The sole legislation that Karnataka has in terms of the health sector doesn’t have enough to demand complete accountability. With the exponential growth in the private sector, ranging from multitudes of one-room clinics, dispensaries, and small nursing homes to large corporate hospitals, there lies an innate tendency for these revisions to be biased to this sector. The public sector is still critically underfunded and its facilities are mostly weighed down by long waiting lists, scarce medical supplies, and out-of-date technologies. This makes for an unintended drift towards private providers. With maximising gains here the hollowness of this revision glares through multiple deficiencies.

The Sen Committee’s report recommended a structure that included all streams of healthcare provision, from allopathy to Ayurveda, Yoga, and Homeopathy, in order to simplify the registration process. This meant the adoption of a Patient’s Charter on the lines of the WHO and QCI-NABH guidelines while addressing grievance redressal through state and district authorities. This Report, however, came under scrutiny in terms of it leaving out government hospitals and coming across as discriminatory.

Following the West Bengal model, implementation of legislation in Karnataka probably requires a committed authority to regulate healthcare provisions. In fact, the amendments can also take a note out of the Maharashtra Government’s move of framing a law to prohibit and make the “cuts and commission” practice by PMEs an offence.

In an attempt to make the legislation more stringent in order to check on bossism by the private providers there are a few things that can be considered straightforward benefits to those who seek medical care. As a saving grace, the Ayushman Bharat Scheme brings relief on disastrous expenses that shove patients and their families towards poverty. It also takes the edge off the terrible risk that is caused due to these expenses.

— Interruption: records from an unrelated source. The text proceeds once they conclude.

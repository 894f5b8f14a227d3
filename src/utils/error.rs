use thiserror::Error;

#[derive(Debug, Error, Clone, PartialEq, Eq)]
pub enum CustomError {
    #[error("Network or Server Error: {0}")]
    NetworkOrServerError(String),

    #[error("Not Found: {0}")]
    NotFoundError(String),

    #[error("Forbidden: {0}")]
    ForbiddenError(String),

    #[error("Unauthenticated: {0}")]
    UnauthenticatedError(String),

    #[error("Unauthorized: {0}")]
    UnauthorizedError(String),

    #[error("Conflict: {0}")]
    ConflictError(String),

    #[error("Validation Error: {0}")]
    ValidationError(String),

    #[error("Config Error: {0}")]
    ConfigError(String),
}

impl CustomError {
    /// Stable machine-readable code, used when a view state is serialized.
    pub fn code(&self) -> &'static str {
        match *self {
            CustomError::NetworkOrServerError(..) => "NETWORK_OR_SERVER_ERROR",
            CustomError::NotFoundError(..) => "NOT_FOUND_ERROR",
            CustomError::ForbiddenError(..) => "FORBIDDEN_ERROR",
            CustomError::UnauthenticatedError(..) => "UNAUTHENTICATED_ERROR",
            CustomError::UnauthorizedError(..) => "UNAUTHORIZED_ERROR",
            CustomError::ConflictError(..) => "CONFLICT_ERROR",
            CustomError::ValidationError(..) => "VALIDATION_ERROR",
            CustomError::ConfigError(..) => "CONFIG_ERROR",
        }
    }

    pub fn is_not_found(&self) -> bool {
        matches!(self, CustomError::NotFoundError(..))
    }

    pub fn is_forbidden(&self) -> bool {
        matches!(self, CustomError::ForbiddenError(..))
    }
}

impl From<mongodb::error::Error> for CustomError {
    fn from(err: mongodb::error::Error) -> Self {
        CustomError::NetworkOrServerError(format!("Database error: {}", err))
    }
}

impl From<reqwest::Error> for CustomError {
    fn from(err: reqwest::Error) -> Self {
        CustomError::NetworkOrServerError(format!("Request failed: {}", err))
    }
}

Even though the private sector has mostly enjoyed the comfort of the legislative cushion here, the public sector is waking up to appropriate upgrades to infrastructure in terms of tertiary care hospitals and medical colleges under Pradhan Mantri Swasthya Suraksha Yojana (PMSSY).

An overview of Cuba’s system reveals that its healthcare outcomes are those of a developed country, although it has the economy of a developing country. Its current model of nationalized healthcare was achieved post the revolution and provides an excellent example.

The status of India’s healthcare is a complicated fact to discuss. A healthier nation depends largely on an empowered public health system. Therefore, every state’s legislation needs to equip this sector and give it primary status making the private sector a complementary asset to achieve broader healthcare goals. We need to take a step back and realise that healthcare means the difference between life and death. Whether the system is private based or public based, power needs to be derived from the community in order to ensure that the people have the right care at the right time.